[Recorded data]
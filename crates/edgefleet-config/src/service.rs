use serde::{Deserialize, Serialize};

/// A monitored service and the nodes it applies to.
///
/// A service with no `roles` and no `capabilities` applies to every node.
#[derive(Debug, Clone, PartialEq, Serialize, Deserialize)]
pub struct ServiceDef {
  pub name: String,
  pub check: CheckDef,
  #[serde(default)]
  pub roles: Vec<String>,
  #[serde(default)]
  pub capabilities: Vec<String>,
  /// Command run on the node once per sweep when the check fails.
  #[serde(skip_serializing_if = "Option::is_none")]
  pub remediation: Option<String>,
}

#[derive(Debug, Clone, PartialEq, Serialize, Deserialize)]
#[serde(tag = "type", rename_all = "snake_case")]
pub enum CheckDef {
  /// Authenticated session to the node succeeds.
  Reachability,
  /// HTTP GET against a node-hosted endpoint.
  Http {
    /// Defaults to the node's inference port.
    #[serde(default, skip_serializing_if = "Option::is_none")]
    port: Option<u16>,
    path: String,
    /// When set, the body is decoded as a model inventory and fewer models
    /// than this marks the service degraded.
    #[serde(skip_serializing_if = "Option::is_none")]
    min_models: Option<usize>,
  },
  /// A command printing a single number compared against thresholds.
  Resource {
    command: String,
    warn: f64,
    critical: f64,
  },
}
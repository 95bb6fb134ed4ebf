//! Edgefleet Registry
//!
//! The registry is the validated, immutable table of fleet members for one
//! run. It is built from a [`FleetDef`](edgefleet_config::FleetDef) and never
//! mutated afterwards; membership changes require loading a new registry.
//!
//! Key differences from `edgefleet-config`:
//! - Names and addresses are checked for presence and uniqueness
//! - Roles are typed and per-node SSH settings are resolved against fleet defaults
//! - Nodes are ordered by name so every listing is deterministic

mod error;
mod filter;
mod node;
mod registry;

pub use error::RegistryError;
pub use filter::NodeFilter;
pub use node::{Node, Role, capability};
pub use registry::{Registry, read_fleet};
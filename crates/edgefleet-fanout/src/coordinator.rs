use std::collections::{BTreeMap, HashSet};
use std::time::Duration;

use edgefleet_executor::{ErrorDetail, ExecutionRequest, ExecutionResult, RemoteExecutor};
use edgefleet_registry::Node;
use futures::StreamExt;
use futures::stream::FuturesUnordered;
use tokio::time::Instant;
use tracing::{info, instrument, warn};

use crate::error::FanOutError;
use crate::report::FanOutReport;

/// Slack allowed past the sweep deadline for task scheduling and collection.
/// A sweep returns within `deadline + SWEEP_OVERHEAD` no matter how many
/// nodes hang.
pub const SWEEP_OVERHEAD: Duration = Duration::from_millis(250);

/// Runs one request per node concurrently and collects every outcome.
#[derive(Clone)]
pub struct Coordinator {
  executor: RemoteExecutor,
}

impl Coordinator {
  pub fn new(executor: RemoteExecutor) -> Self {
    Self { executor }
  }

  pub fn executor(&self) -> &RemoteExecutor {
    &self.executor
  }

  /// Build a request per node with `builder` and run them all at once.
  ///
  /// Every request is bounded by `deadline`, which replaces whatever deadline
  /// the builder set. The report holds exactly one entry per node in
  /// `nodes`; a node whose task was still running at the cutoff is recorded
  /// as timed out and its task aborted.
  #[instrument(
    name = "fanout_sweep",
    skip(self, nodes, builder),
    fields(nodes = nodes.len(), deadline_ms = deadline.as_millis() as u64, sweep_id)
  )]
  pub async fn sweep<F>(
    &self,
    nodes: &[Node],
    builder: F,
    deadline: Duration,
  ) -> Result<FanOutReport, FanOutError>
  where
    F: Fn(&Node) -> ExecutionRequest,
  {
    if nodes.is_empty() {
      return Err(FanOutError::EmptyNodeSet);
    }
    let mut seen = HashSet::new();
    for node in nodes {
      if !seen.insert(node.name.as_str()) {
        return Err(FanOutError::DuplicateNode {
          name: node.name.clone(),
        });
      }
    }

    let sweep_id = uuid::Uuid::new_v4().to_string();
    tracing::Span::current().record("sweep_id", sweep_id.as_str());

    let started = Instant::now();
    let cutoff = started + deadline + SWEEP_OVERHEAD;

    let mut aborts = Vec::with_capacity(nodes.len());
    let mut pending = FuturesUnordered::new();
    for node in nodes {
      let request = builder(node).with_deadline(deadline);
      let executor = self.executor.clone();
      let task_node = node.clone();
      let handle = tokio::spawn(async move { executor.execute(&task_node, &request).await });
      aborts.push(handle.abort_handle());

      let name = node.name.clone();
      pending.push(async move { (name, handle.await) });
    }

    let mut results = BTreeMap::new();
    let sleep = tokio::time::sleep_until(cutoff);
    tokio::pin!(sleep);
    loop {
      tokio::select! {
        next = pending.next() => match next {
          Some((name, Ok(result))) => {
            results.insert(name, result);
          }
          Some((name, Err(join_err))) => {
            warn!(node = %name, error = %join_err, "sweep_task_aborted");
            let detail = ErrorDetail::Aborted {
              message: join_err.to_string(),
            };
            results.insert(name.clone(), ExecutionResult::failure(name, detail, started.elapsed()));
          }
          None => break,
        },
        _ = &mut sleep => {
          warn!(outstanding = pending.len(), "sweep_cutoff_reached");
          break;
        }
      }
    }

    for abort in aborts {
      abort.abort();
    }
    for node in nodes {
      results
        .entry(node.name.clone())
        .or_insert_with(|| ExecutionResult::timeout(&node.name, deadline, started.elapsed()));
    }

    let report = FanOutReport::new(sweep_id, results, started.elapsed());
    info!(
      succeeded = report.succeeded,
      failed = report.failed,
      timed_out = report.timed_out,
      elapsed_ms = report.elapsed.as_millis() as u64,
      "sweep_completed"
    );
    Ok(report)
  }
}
[/Recorded data]
Goal of the exercise — Every line of the listing that holds the word "filter" is to be found and copied.

Exercise answer —
mod filter;
pub use filter::NodeFilter;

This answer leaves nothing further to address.